Assess compliance and medication-taking strategies. Drug Related History Nonadherence to medication regimen as well as toxicity of antiepileptic medications can increase seizure frequency. Obtain drug levels before implementing medication changes. Normal breathing pattern adequate to meet oxygen needs.
Nursing Interventions Airway management Monitor respiratory and oxygenation status to determine presence and extend of problem and to initiate appropriate interventions. Position patient side lying to maximize ventilation potential. Perform endotracheal or nasotracheal suctioning to maintain airway as needed.
Seizure management Loosen clothing to prevent restricted breathing. Apply oxygen as appropriate to maintain oxygenation and prevent hypoxia. Maintaining Cerebral Tissue Perfusion Nursing Interventions Maintain a patent airway until patient is fully awake after a seizure.
Provide oxygen during the seizure if cyanotic changes occurs. Stress the importance of taking medications regularly.
Monitor serum levels for therapeutic range of medications. Monitor patient for toxic adverse effects of medications. Monitor platelet and liver functions for toxicity due to medications.
Preventing Injury Nursing Interventions Provide a safe environment by padding side rails and removing clutter which may be harmful to the patient. Monitor compliance in taking antiseizure medications to determine risk for seizure. Keep suction, Ambu bag,mouth piece at the bedside to maintain airway and oxygenation if needed.
Place the bed in a low position. Do not restrain the patient during a seizure.What's a good care plan example for "ineffective tissue perfusion"?
Moved to the General Nursing Student Discussions forum we have several threads in this forum discussing care plans. but neither of your goals match your ND.
If the problem is ineffective tissue perfusion, your goals should be reflective of adequate tissue perfusion.

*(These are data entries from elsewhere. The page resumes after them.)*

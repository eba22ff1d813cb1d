use thiserror::Error;

mod domain_types;
mod ids;

pub use domain_types::*;
pub use ids::*;

#[derive(Error, Debug, Clone, PartialEq)]
pub enum ValidationError {
    #[error("Invalid post uid: {uid} - {reason}")]
    InvalidUid { uid: String, reason: String },

    #[error("Invalid document type: {0}")]
    InvalidDocumentType(String),

    #[error("Invalid URL: {url} - {reason}")]
    InvalidUrl { url: String, reason: String },

    #[error("Empty required field: {0}")]
    EmptyField(&'static str),

    #[error("Value out of bounds: {value}, expected {min}..={max}")]
    OutOfBounds { value: u32, min: u32, max: u32 },

    #[error("Invalid access token: {reason}")]
    InvalidAccessToken { reason: String },

    #[error("Invalid timestamp: {value} - {reason}")]
    InvalidTimestamp { value: String, reason: String },
}
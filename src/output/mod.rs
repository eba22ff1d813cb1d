// src/output/mod.rs
//! Output handling with planning separated from execution.
//!
//! Plans are plain data built by pure functions; `deliver` is the only
//! code path that performs I/O.

mod paths;
mod types;
mod writer;

pub use paths::{index_output_path, post_href, post_output_path};
pub use types::{
    CompletedOperation, DeliveryTarget, ExecutionStats, FailedOperation, OutputPlan, OutputReport,
};
pub use writer::{deliver, deliver_all};
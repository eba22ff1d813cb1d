// src/output/writer.rs
//! Executes output operations.
//!
//! The only place where the crate writes to disk or stdout.

use super::types::*;
use crate::error::AppError;
use std::fs;
use std::io::Write;
use std::path::Path;
use std::time::Instant;

/// Delivers the output plan. Individual failures are collected in the
/// report; execution continues with the remaining operations.
pub fn deliver(plan: OutputPlan) -> OutputReport {
    let mut report = OutputReport::new();
    let start_time = Instant::now();

    log::info!("Executing output plan with {} operations", plan.len());

    for operation in plan.operations {
        let op_start = Instant::now();
        match execute_operation(&operation) {
            Ok(bytes_written) => {
                report = report.with_completed(CompletedOperation {
                    operation,
                    bytes_written,
                    duration_ms: op_start.elapsed().as_millis() as u64,
                });
            }
            Err(e) => {
                log::error!("Operation '{}' failed: {}", operation.describe(), e);
                report = report.with_failed(FailedOperation {
                    operation,
                    error: e.to_string(),
                });
            }
        }
    }

    report.stats.total_duration_ms = start_time.elapsed().as_millis() as u64;

    log::info!(
        "Output plan complete: {} succeeded, {} failed, {} bytes in {}ms",
        report.stats.operations_completed,
        report.stats.operations_failed,
        report.stats.bytes_written,
        report.stats.total_duration_ms
    );

    report
}

/// Delivers the plan and turns any failed operation into an error.
pub fn deliver_all(plan: OutputPlan) -> Result<OutputReport, AppError> {
    let report = deliver(plan);
    if report.is_success() {
        Ok(report)
    } else {
        Err(AppError::DeliveryFailed {
            failures: report.failure_messages(),
        })
    }
}

fn execute_operation(operation: &DeliveryTarget) -> Result<usize, AppError> {
    match operation {
        DeliveryTarget::WriteFile { path, content } => write_file(path, content),
        DeliveryTarget::CreateDirectory { path } => {
            create_directory(path)?;
            Ok(0)
        }
        DeliveryTarget::PrintToStdout { content } => {
            print_to_stdout(content)?;
            Ok(content.len())
        }
    }
}

fn write_file(path: &Path, content: &str) -> Result<usize, AppError> {
    log::debug!("Writing {} bytes to {}", content.len(), path.display());

    if let Some(parent) = path.parent() {
        fs::create_dir_all(parent)?;
    }
    fs::write(path, content)?;

    log::info!("Wrote file: {}", path.display());
    Ok(content.len())
}

fn create_directory(path: &Path) -> Result<(), AppError> {
    if path.exists() {
        if path.is_dir() {
            log::debug!("Directory already exists: {}", path.display());
            return Ok(());
        }
        return Err(AppError::Io(std::io::Error::new(
            std::io::ErrorKind::AlreadyExists,
            format!("Path exists but is not a directory: {}", path.display()),
        )));
    }

    fs::create_dir_all(path)?;
    log::debug!("Created directory: {}", path.display());
    Ok(())
}

fn print_to_stdout(content: &str) -> Result<(), AppError> {
    let mut stdout = std::io::stdout().lock();
    stdout.write_all(content.as_bytes())?;
    if !content.ends_with('\n') {
        stdout.write_all(b"\n")?;
    }
    stdout.flush()?;
    Ok(())
}
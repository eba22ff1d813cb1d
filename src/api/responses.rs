// src/api/responses.rs
//! Wire types of the content API, as returned before normalization.

use crate::types::ContinuationRef;
use serde::{Deserialize, Serialize};
use serde_json::Value;

/// A document exactly as the search endpoint returns it.
///
/// `data` holds the custom type's fields untouched; normalization into
/// summaries or details picks the fields it needs and drops the rest.
#[derive(Debug, Clone, PartialEq, Serialize, Deserialize)]
pub struct RawDocument {
    pub id: String,
    #[serde(default)]
    pub uid: Option<String>,
    #[serde(rename = "type", default)]
    pub doc_type: String,
    #[serde(default)]
    pub tags: Vec<String>,
    #[serde(default)]
    pub first_publication_date: Option<String>,
    #[serde(default)]
    pub last_publication_date: Option<String>,
    #[serde(default)]
    pub lang: Option<String>,
    #[serde(default)]
    pub data: Value,
}

/// One page of search results.
#[derive(Debug, Clone, PartialEq, Serialize, Deserialize)]
pub struct SearchResponse<T> {
    #[serde(default)]
    pub page: u32,
    #[serde(default)]
    pub results_per_page: u32,
    #[serde(default)]
    pub results_size: u32,
    #[serde(default)]
    pub total_results_size: u32,
    #[serde(default)]
    pub total_pages: u32,
    #[serde(default)]
    pub next_page: Option<String>,
    #[serde(default)]
    pub prev_page: Option<String>,
    pub results: Vec<T>,
}

impl<T> SearchResponse<T> {
    /// The page's stated continuation; empty strings count as absent.
    pub fn continuation(&self) -> Option<ContinuationRef> {
        ContinuationRef::from_optional(self.next_page.clone())
    }
}

/// A search page of raw documents.
pub type SearchPage = SearchResponse<RawDocument>;

/// The API root descriptor; only the refs matter here.
#[derive(Debug, Clone, Deserialize)]
pub struct ApiDescriptor {
    #[serde(default)]
    pub refs: Vec<RefInfo>,
}

impl ApiDescriptor {
    pub fn master_ref(&self) -> Option<&RefInfo> {
        self.refs.iter().find(|r| r.is_master_ref)
    }
}

#[derive(Debug, Clone, Deserialize)]
pub struct RefInfo {
    pub id: String,
    #[serde(rename = "ref")]
    pub reference: String,
    #[serde(default)]
    pub label: String,
    #[serde(rename = "isMasterRef", default)]
    pub is_master_ref: bool,
}

/// Error body of the content API. Older endpoints use `error`, newer ones `type`.
#[derive(Debug, Clone, Deserialize)]
pub struct PrismicErrorBody {
    #[serde(rename = "type", default)]
    pub error_type: Option<String>,
    #[serde(default)]
    pub message: Option<String>,
    #[serde(default)]
    pub error: Option<String>,
}

impl PrismicErrorBody {
    pub fn code(&self) -> Option<&str> {
        self.error_type.as_deref().or(self.error.as_deref())
    }
}
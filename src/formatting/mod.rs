// src/formatting/mod.rs
//! Turns normalized posts into display strings and HTML pages.

pub mod dates;
pub mod reading_time;
pub mod rich_text;
pub mod templates;

pub use self::dates::{display_date, display_optional_date};
pub use self::reading_time::reading_minutes;
pub use self::rich_text::{as_html, as_text};
pub use self::templates::PageRenderer;
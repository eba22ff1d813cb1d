// tests/common/mod.rs
//! Shared fixtures and an in-memory content repository.

#![allow(dead_code)]

use spacetraveling::{
    AppError, ContentRepository, ContinuationRef, DocumentType, ListQuery, PostUid, RawDocument,
    SearchPage,
};
use std::collections::HashMap;
use std::path::PathBuf;
use std::sync::atomic::{AtomicUsize, Ordering};
use std::sync::{Arc, Mutex};
use tokio::sync::Notify;

pub fn fixture_path(name: &str) -> PathBuf {
    PathBuf::from(env!("CARGO_MANIFEST_DIR"))
        .join("tests")
        .join("fixtures")
        .join(name)
}

pub fn load_fixture<T: serde::de::DeserializeOwned>(name: &str) -> T {
    let raw = std::fs::read_to_string(fixture_path(name))
        .unwrap_or_else(|e| panic!("fixture {} unreadable: {}", name, e));
    serde_json::from_str(&raw).unwrap_or_else(|e| panic!("fixture {} invalid: {}", name, e))
}

/// A search page holding `uids`, each with a title derived from the uid.
pub fn page_of(uids: &[&str], next_page: Option<&str>) -> SearchPage {
    let results: Vec<serde_json::Value> = uids
        .iter()
        .map(|uid| {
            serde_json::json!({
                "id": format!("id-{}", uid),
                "uid": uid,
                "type": "publication",
                "first_publication_date": "2021-03-25T19:25:28+0000",
                "tags": ["extra"],
                "data": {
                    "title": format!("Title {}", uid),
                    "subtitle": format!("Subtitle {}", uid),
                    "author": "Autor",
                    "banner": { "url": "https://images.prismic.io/x.png" },
                    "content": []
                }
            })
        })
        .collect();

    serde_json::from_value(serde_json::json!({
        "page": 1,
        "results_per_page": uids.len(),
        "next_page": next_page,
        "results": results,
    }))
    .unwrap()
}

/// Blocks `fetch_continuation` until released, announcing when it started.
#[derive(Default)]
pub struct FetchGate {
    pub started: Notify,
    pub release: Notify,
}

/// In-memory repository. Continuation pages are keyed by their URL.
#[derive(Default)]
pub struct InMemoryRepository {
    pub initial: Option<SearchPage>,
    pub continuations: HashMap<String, SearchPage>,
    pub documents: HashMap<String, RawDocument>,
    pub gate: Option<Arc<FetchGate>>,
    pub fail_continuations: bool,
    pub list_queries: Mutex<Vec<ListQuery>>,
    pub continuation_fetches: AtomicUsize,
    pub uid_lookups: AtomicUsize,
}

impl InMemoryRepository {
    pub fn new(initial: SearchPage) -> Self {
        Self {
            initial: Some(initial),
            ..Default::default()
        }
    }

    pub fn with_continuation(mut self, url: &str, page: SearchPage) -> Self {
        self.continuations.insert(url.to_string(), page);
        self
    }

    pub fn with_document(mut self, document: RawDocument) -> Self {
        let uid = document.uid.clone().unwrap_or_default();
        self.documents.insert(uid, document);
        self
    }

    pub fn with_gate(mut self, gate: Arc<FetchGate>) -> Self {
        self.gate = Some(gate);
        self
    }

    pub fn continuation_fetches(&self) -> usize {
        self.continuation_fetches.load(Ordering::SeqCst)
    }
}

#[async_trait::async_trait]
impl ContentRepository for InMemoryRepository {
    async fn query_by_type(&self, query: &ListQuery) -> Result<SearchPage, AppError> {
        self.list_queries.lock().unwrap().push(query.clone());
        self.initial
            .clone()
            .ok_or_else(|| AppError::MalformedResponse("no initial page".to_string()))
    }

    async fn fetch_continuation(&self, next: &ContinuationRef) -> Result<SearchPage, AppError> {
        self.continuation_fetches.fetch_add(1, Ordering::SeqCst);

        if let Some(gate) = &self.gate {
            gate.started.notify_one();
            gate.release.notified().await;
        }

        if self.fail_continuations {
            return Err(AppError::MalformedResponse("connection reset".to_string()));
        }

        self.continuations
            .get(next.as_str())
            .cloned()
            .ok_or_else(|| AppError::MalformedResponse(format!("unknown page {}", next)))
    }

    async fn get_by_uid(
        &self,
        _document_type: &DocumentType,
        uid: &PostUid,
    ) -> Result<Option<RawDocument>, AppError> {
        self.uid_lookups.fetch_add(1, Ordering::SeqCst);
        Ok(self.documents.get(uid.as_str()).cloned())
    }
}
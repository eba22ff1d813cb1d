// src/api/client.rs
//! HTTP client for the content API.
//!
//! Thin wrapper around reqwest: builds search URLs, resolves the master ref
//! once, and hands raw bodies to the parser. No retries, no caching.

use super::parser;
use super::responses::{RawDocument, SearchPage};
use super::{ContentRepository, ListQuery};
use crate::error::AppError;
use crate::types::{AccessToken, ApiEndpoint, ContinuationRef, DocumentType, PostUid};
use reqwest::{header, Client, Response};
use tokio::sync::OnceCell;
use url::Url;

const SEARCH_PATH: &str = "documents/search";

/// A thin wrapper around reqwest Client for content API requests.
pub struct PrismicHttpClient {
    client: Client,
    endpoint: ApiEndpoint,
    access_token: Option<AccessToken>,
    master_ref: OnceCell<String>,
}

impl PrismicHttpClient {
    pub fn new(endpoint: ApiEndpoint, access_token: Option<AccessToken>) -> Result<Self, AppError> {
        let client = Client::builder()
            .default_headers(Self::create_headers())
            .user_agent(concat!("spacetraveling/", env!("CARGO_PKG_VERSION")))
            .build()?;

        Ok(Self {
            client,
            endpoint,
            access_token,
            master_ref: OnceCell::new(),
        })
    }

    fn create_headers() -> header::HeaderMap {
        let mut headers = header::HeaderMap::new();
        headers.insert(
            header::ACCEPT,
            header::HeaderValue::from_static("application/json"),
        );
        headers
    }

    /// Makes a GET request to a fully built URL.
    pub async fn get(&self, url: Url) -> Result<Response, AppError> {
        log::debug!("GET {}", redact_token(&url));
        let response = self.client.get(url).send().await?;
        log::debug!("  -> {}", response.status());
        Ok(response)
    }

    /// The repository's current master ref, fetched once per client.
    pub async fn master_ref(&self) -> Result<&str, AppError> {
        let reference = self
            .master_ref
            .get_or_try_init(|| async {
                let mut url = self.endpoint.as_url().clone();
                if let Some(token) = &self.access_token {
                    url.query_pairs_mut()
                        .append_pair("access_token", token.as_str());
                }
                let response = self.get(url).await?;
                let result = extract_response_text(response).await?;
                let reference = parser::parse_master_ref(result)?;
                log::info!("Using master ref {}", reference);
                Ok::<String, AppError>(reference)
            })
            .await?;
        Ok(reference.as_str())
    }

    /// Builds a search URL for a set of predicates.
    pub fn search_url(
        &self,
        master_ref: &str,
        predicate: &str,
        page_size: Option<u32>,
        page: Option<u32>,
        orderings: Option<&str>,
    ) -> Url {
        let mut url = self.endpoint.join(SEARCH_PATH);
        {
            let mut pairs = url.query_pairs_mut();
            pairs.append_pair("ref", master_ref);
            pairs.append_pair("q", predicate);
            if let Some(size) = page_size {
                pairs.append_pair("pageSize", &size.to_string());
            }
            if let Some(page) = page {
                pairs.append_pair("page", &page.to_string());
            }
            if let Some(orderings) = orderings {
                pairs.append_pair("orderings", orderings);
            }
            if let Some(token) = &self.access_token {
                pairs.append_pair("access_token", token.as_str());
            }
        }
        url
    }

    async fn search(&self, url: Url) -> Result<SearchPage, AppError> {
        let response = self.get(url).await?;
        let result = extract_response_text(response).await?;
        parser::parse_search_page(result)
    }
}

#[async_trait::async_trait]
impl ContentRepository for PrismicHttpClient {
    async fn query_by_type(&self, query: &ListQuery) -> Result<SearchPage, AppError> {
        let master_ref = self.master_ref().await?;
        let url = self.search_url(
            master_ref,
            &query.document_type.type_predicate(),
            Some(query.page_size),
            Some(query.page),
            query.orderings.as_deref(),
        );
        self.search(url).await
    }

    async fn fetch_continuation(&self, next: &ContinuationRef) -> Result<SearchPage, AppError> {
        // Absolute continuations are used verbatim; relative ones resolve against the endpoint.
        let url = self.endpoint.as_url().join(next.as_str())?;
        self.search(url).await
    }

    async fn get_by_uid(
        &self,
        document_type: &DocumentType,
        uid: &PostUid,
    ) -> Result<Option<RawDocument>, AppError> {
        let master_ref = self.master_ref().await?;
        let url = self.search_url(
            master_ref,
            &document_type.uid_predicate(uid),
            Some(1),
            None,
            None,
        );
        let page = self.search(url).await?;
        Ok(page.results.into_iter().next())
    }
}

/// Result of an HTTP operation with response metadata.
#[derive(Debug)]
pub struct ApiResponse<T> {
    pub data: T,
    pub status: reqwest::StatusCode,
    pub url: String,
}

/// Extracts the response body as text with metadata.
pub async fn extract_response_text(response: Response) -> Result<ApiResponse<String>, AppError> {
    let status = response.status();
    let url = redact_token(response.url());
    let text = response.text().await?;

    Ok(ApiResponse {
        data: text,
        status,
        url,
    })
}

/// Renders a URL for logs and error messages without its access token.
fn redact_token(url: &Url) -> String {
    if !url.query_pairs().any(|(k, _)| k == "access_token") {
        return url.to_string();
    }

    let mut redacted = url.clone();
    let pairs: Vec<(String, String)> = url
        .query_pairs()
        .map(|(k, v)| {
            let value = if k == "access_token" {
                "***".to_string()
            } else {
                v.into_owned()
            };
            (k.into_owned(), value)
        })
        .collect();
    redacted.query_pairs_mut().clear().extend_pairs(pairs);
    redacted.to_string()
}
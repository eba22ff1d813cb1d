use super::rich_text::as_text;
use crate::constants::WORDS_PER_MINUTE;
use crate::model::ContentSection;

/// Estimated minutes to read a post's sections, rounded up, at least one.
pub fn reading_minutes(sections: &[ContentSection]) -> usize {
    let words: usize = sections
        .iter()
        .map(|section| word_count(&section.heading) + word_count(&as_text(&section.body)))
        .sum();

    words.div_ceil(WORDS_PER_MINUTE).max(1)
}

fn word_count(text: &str) -> usize {
    text.split_whitespace().count()
}

#[cfg(test)]
mod tests {
    use super::*;
    use crate::model::RichTextBlock;

    fn section(heading: &str, words: usize) -> ContentSection {
        ContentSection {
            heading: heading.to_string(),
            body: vec![RichTextBlock::paragraph(vec!["palavra"; words].join(" "))],
        }
    }

    #[test]
    fn test_rounds_up() {
        // 2 heading words + 399 body words = 401 words -> 3 minutes
        assert_eq!(reading_minutes(&[section("Duas palavras", 399)]), 3);
    }

    #[test]
    fn test_exact_multiple() {
        assert_eq!(reading_minutes(&[section("", 200), section("", 200)]), 2);
    }

    #[test]
    fn test_empty_post_is_one_minute() {
        assert_eq!(reading_minutes(&[]), 1);
    }
}
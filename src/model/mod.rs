//! Domain records: what a post looks like once normalized out of the API.

mod date;
mod post;
pub mod rich_text;

pub use date::PublicationDate;
pub use post::{Banner, ContentSection, PostData, PostDetail, PostDetailData, PostSummary};
pub use rich_text::{BlockKind, EmbedData, LinkData, RichTextBlock, Span, SpanKind};
//! Post detail resolution: one post by uid, normalized for rendering.

use crate::api::responses::RawDocument;
use crate::api::ContentRepository;
use crate::error::AppError;
use crate::model::{PostDetail, PostDetailData, PublicationDate};
use crate::types::{DocumentType, PostUid};
use futures::future::join_all;
use serde::Deserialize;

/// Normalizes a raw document into a post detail.
///
/// The publication date becomes a [`PublicationDate`] (canonical string when
/// serialized). Content sections pass through as the API sent them.
pub fn normalize_detail(raw: &RawDocument) -> Result<PostDetail, AppError> {
    let uid = raw.uid.as_deref().ok_or_else(|| {
        AppError::MalformedResponse(format!("document {} has no uid", raw.id))
    })?;

    Ok(PostDetail {
        uid: PostUid::parse(uid)?,
        first_publication_date: raw
            .first_publication_date
            .as_deref()
            .map(PublicationDate::parse)
            .transpose()?,
        data: PostDetailData::deserialize(&raw.data)?,
    })
}

/// Looks up one post by uid.
///
/// An unknown uid is [`AppError::PostNotFound`].
pub async fn resolve_post(
    repository: &dyn ContentRepository,
    document_type: &DocumentType,
    uid: &PostUid,
) -> Result<PostDetail, AppError> {
    log::debug!("Resolving post '{}'", uid);
    let raw = repository
        .get_by_uid(document_type, uid)
        .await?
        .ok_or_else(|| AppError::PostNotFound { uid: uid.clone() })?;
    normalize_detail(&raw)
}

/// Posts resolved ahead of time, plus the uids that turned out not to exist.
#[derive(Debug, Clone, Default)]
pub struct ResolvedPosts {
    pub posts: Vec<PostDetail>,
    pub missing: Vec<PostUid>,
}

/// Resolves several posts concurrently, keeping the order of `uids`.
///
/// Unknown uids are collected in `missing`; any other failure aborts.
pub async fn resolve_posts(
    repository: &dyn ContentRepository,
    document_type: &DocumentType,
    uids: &[PostUid],
) -> Result<ResolvedPosts, AppError> {
    let results = join_all(
        uids.iter()
            .map(|uid| resolve_post(repository, document_type, uid)),
    )
    .await;

    let mut resolved = ResolvedPosts::default();
    for (uid, result) in uids.iter().zip(results) {
        match result {
            Ok(post) => resolved.posts.push(post),
            Err(AppError::PostNotFound { .. }) => {
                log::warn!("Post '{}' not found; skipping", uid);
                resolved.missing.push(uid.clone());
            }
            Err(e) => return Err(e),
        }
    }

    Ok(resolved)
}

#[cfg(test)]
mod tests {
    use super::*;
    use crate::model::BlockKind;
    use serde_json::json;

    #[test]
    fn test_detail_keeps_sections_in_order() {
        let raw: RawDocument = serde_json::from_value(json!({
            "id": "YGRk",
            "uid": "como-utilizar-hooks",
            "type": "publication",
            "first_publication_date": "2021-03-15T19:25:28+0000",
            "data": {
                "title": "Como utilizar Hooks",
                "subtitle": "Pensando em sincronização",
                "author": "Joseph Oliveira",
                "banner": { "url": "https://images.prismic.io/hooks.png", "alt": null },
                "content": [
                    { "heading": "Primeiro", "body": [
                        { "type": "paragraph", "text": "um", "spans": [] },
                        { "type": "list-item", "text": "dois", "spans": [] }
                    ]},
                    { "heading": "Segundo", "body": [
                        { "type": "heading3", "text": "três", "spans": [] }
                    ]}
                ]
            }
        }))
        .unwrap();

        let detail = normalize_detail(&raw).unwrap();
        assert_eq!(detail.data.banner.url, "https://images.prismic.io/hooks.png");
        assert_eq!(detail.data.content.len(), 2);
        assert_eq!(detail.data.content[0].heading, "Primeiro");
        let kinds: Vec<&BlockKind> = detail.data.content[0].body.iter().map(|b| &b.kind).collect();
        assert_eq!(kinds, vec![&BlockKind::Paragraph, &BlockKind::ListItem]);
        assert_eq!(detail.data.content[1].body[0].kind, BlockKind::Heading(3));
        assert_eq!(
            detail.first_publication_date.map(|d| d.canonical()),
            Some("2021-03-15T19:25:28Z".to_string())
        );
    }

    #[test]
    fn test_detail_without_content_has_no_sections() {
        let raw: RawDocument = serde_json::from_value(json!({
            "id": "x",
            "uid": "vazio",
            "data": { "title": "Vazio" }
        }))
        .unwrap();

        let detail = normalize_detail(&raw).unwrap();
        assert!(detail.data.content.is_empty());
        assert_eq!(detail.first_publication_date, None);
        assert_eq!(detail.data.banner.url, "");
    }

    #[test]
    fn test_null_fields_read_as_empty() {
        let raw: RawDocument = serde_json::from_value(json!({
            "id": "x",
            "uid": "campos-nulos",
            "data": {
                "title": "Campos nulos",
                "subtitle": null,
                "author": null,
                "banner": { "url": null },
                "content": [
                    { "heading": null, "body": [
                        { "type": "paragraph", "text": null, "spans": null }
                    ]},
                    { "heading": "Sem corpo", "body": null }
                ]
            }
        }))
        .unwrap();

        let detail = normalize_detail(&raw).unwrap();
        assert_eq!(detail.data.subtitle, "");
        assert_eq!(detail.data.author, "");
        assert_eq!(detail.data.banner.url, "");
        assert_eq!(detail.data.content.len(), 2);
        assert_eq!(detail.data.content[0].heading, "");
        assert_eq!(detail.data.content[0].body[0].text, "");
        assert!(detail.data.content[0].body[0].spans.is_empty());
        assert!(detail.data.content[1].body.is_empty());
    }

    #[test]
    fn test_null_banner_and_content() {
        let raw: RawDocument = serde_json::from_value(json!({
            "id": "x",
            "uid": "sem-banner",
            "data": { "title": "Sem banner", "banner": null, "content": null }
        }))
        .unwrap();

        let detail = normalize_detail(&raw).unwrap();
        assert_eq!(detail.data.banner.url, "");
        assert!(detail.data.content.is_empty());
    }
}
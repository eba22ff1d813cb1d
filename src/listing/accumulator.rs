//! The "load more" listing: an initial page plus pages appended on request.

use super::normalize::normalize_page;
use super::state::PaginationState;
use crate::api::{ContentRepository, ListQuery};
use crate::error::AppError;
use std::sync::Arc;
use tokio::sync::Mutex;

/// What a call to [`ListingAccumulator::load_more`] did.
#[derive(Debug, Clone, Copy, PartialEq, Eq)]
pub enum LoadOutcome {
    /// A page was fetched and `count` summaries were appended.
    Appended { count: usize },
    /// There is no continuation; nothing was fetched.
    Exhausted,
    /// Another `load_more` is still running; nothing was fetched.
    InFlight,
}

/// Holds the accumulated listing and appends one page per `load_more`.
///
/// At most one `load_more` runs at a time. A call that overlaps a running one
/// returns [`LoadOutcome::InFlight`] instead of fetching the same page twice.
pub struct ListingAccumulator {
    repository: Arc<dyn ContentRepository>,
    state: Mutex<PaginationState>,
}

impl ListingAccumulator {
    /// Wraps an already resolved state.
    pub fn new(repository: Arc<dyn ContentRepository>, state: PaginationState) -> Self {
        Self {
            repository,
            state: Mutex::new(state),
        }
    }

    /// Runs the list query and seeds the accumulator with its first page.
    pub async fn load_initial(
        repository: Arc<dyn ContentRepository>,
        query: &ListQuery,
    ) -> Result<Self, AppError> {
        log::info!(
            "Loading first page of '{}' ({} per page)",
            query.document_type,
            query.page_size
        );
        let raw = repository.query_by_type(query).await?;
        let page = normalize_page(raw)?;
        log::debug!(
            "Initial page: {} posts, more: {}",
            page.results.len(),
            page.next_page.is_some()
        );

        Ok(Self::new(repository, PaginationState::from_initial(page)))
    }

    /// Fetches the page at the current continuation and appends it.
    ///
    /// With no continuation this is a no-op. Fetch and parse errors are
    /// returned as-is and leave the state untouched.
    pub async fn load_more(&self) -> Result<LoadOutcome, AppError> {
        let Ok(mut state) = self.state.try_lock() else {
            log::debug!("load_more skipped: a page is already being fetched");
            return Ok(LoadOutcome::InFlight);
        };

        let Some(next) = state.next_page.clone() else {
            return Ok(LoadOutcome::Exhausted);
        };

        log::debug!("Loading more posts from {}", next);
        let raw = self.repository.fetch_continuation(&next).await?;
        let page = normalize_page(raw)?;
        let count = page.results.len();

        let current = std::mem::take(&mut *state);
        *state = current.append_page(page);

        log::info!(
            "Appended {} posts ({} total, more: {})",
            count,
            state.len(),
            state.has_more()
        );
        Ok(LoadOutcome::Appended { count })
    }

    /// Calls `load_more` until the listing is exhausted or `max_pages` pages were appended.
    pub async fn load_pages(&self, max_pages: u32) -> Result<u32, AppError> {
        let mut loaded = 0;
        while loaded < max_pages {
            match self.load_more().await? {
                LoadOutcome::Appended { .. } => loaded += 1,
                LoadOutcome::Exhausted | LoadOutcome::InFlight => break,
            }
        }
        Ok(loaded)
    }

    /// Whether a continuation is currently held.
    pub async fn has_more(&self) -> bool {
        self.state.lock().await.has_more()
    }

    /// A copy of the current state.
    pub async fn snapshot(&self) -> PaginationState {
        self.state.lock().await.clone()
    }

    pub fn into_state(self) -> PaginationState {
        self.state.into_inner()
    }
}
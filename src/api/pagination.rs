// src/api/pagination.rs
//! Drains a paginated listing by following continuation references.

use super::responses::SearchResponse;
use crate::error::AppError;
use crate::types::ContinuationRef;

/// Everything collected from a drained listing.
#[derive(Debug, Clone)]
pub struct PaginationResult<T> {
    pub items: Vec<T>,
    pub pages_fetched: u32,
    /// Set when `max_pages` stopped the drain before the listing ended
    pub truncated_at: Option<ContinuationRef>,
}

/// Fetches pages until the listing states no continuation or `max_pages` is hit.
///
/// `fetch_fn` receives `None` for the first page and the previous page's
/// continuation afterwards.
pub async fn fetch_all_pages<T, F, Fut>(
    mut fetch_fn: F,
    max_pages: Option<u32>,
) -> Result<PaginationResult<T>, AppError>
where
    F: FnMut(Option<ContinuationRef>) -> Fut,
    Fut: std::future::Future<Output = Result<SearchResponse<T>, AppError>>,
{
    let mut all_items = Vec::new();
    let mut cursor = None;
    let mut pages_fetched = 0u32;

    loop {
        if let Some(max) = max_pages {
            if pages_fetched >= max {
                log::debug!("Reached maximum page limit: {}", max);
                break;
            }
        }

        let response = fetch_fn(cursor).await?;
        cursor = response.continuation();
        all_items.extend(response.results);
        pages_fetched += 1;

        if cursor.is_none() {
            break;
        }
    }

    Ok(PaginationResult {
        items: all_items,
        pages_fetched,
        truncated_at: cursor,
    })
}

Sep 24, · Nanda Care Plan Nursing Diagnosis Interventions. NCP for Ineffective Tissue Perfusion - related to a decrease in the cellular components required for the delivery of oxygen / nutrients to the cells. Characterized by: Capillary refill time (CRT) is more than 3 seconds, cyanosis, pale skin, dry mucous membranes, nails and hair brittle. Jan 12, · Nursing Diagnosis: Ineffective Tissue Perfusion: Peripheral, Renal, Gastrointestinal, Cardiopulmonary, Cerebral NOC Outcomes (Nursing Outcomes Classification) * Assess for signs of decreased tissue perfusion (see Defining Characteristics for each category in this care plan). What's a good care plan example for "ineffective tissue perfusion"? Moved to the General Nursing Student Discussions forum we have several threads in this forum discussing care plans. but neither of your goals match your ND. If the problem is ineffective tissue perfusion, your goals should be reflective of adequate tissue perfusion.
After an hour of nursing interventions, prescribed treatment will be given to promote reduction of persisting symptom. LONG TERM GOAL Within 8hours of nursing interventions, the client's effectiveness of tissue perfusion will be improved. Chronic Renal Failure Nursing Care Plans.
Medical & Surgical Nursing (Notes) Chronic Renal Failure Nursing Care Plans. Facebook; Prev Article Next Article.
Altered Renal Tissue Perfusion. For optimal cell functioning the kidney excrete potentially harmful nitrogenous product-Urea, Creatinine, Uric Acid but because of the loss of kidney.
Nursing care plan and nanda diagnosis for cellulitis. This nursing care plan includes nursing interventions and goals for the patient. NCP for ineffective tissue perfusion related to inflammoratory response secondary to cellulitis.
Jan 12, · * Instruct the patient to inform the nurse immediately if symptoms of decreased perfusion persist, increase or return (see Defining Characteristics of this care plan).
* Provide information on normal tissue perfusion and possible causes for impairment. In the latest edition of nanda nursing diagnosis list (), NANDA International has made some changes to its approved nursing diagnoses compared to the previous edition of NANDA nursing diagnoses (10th edition).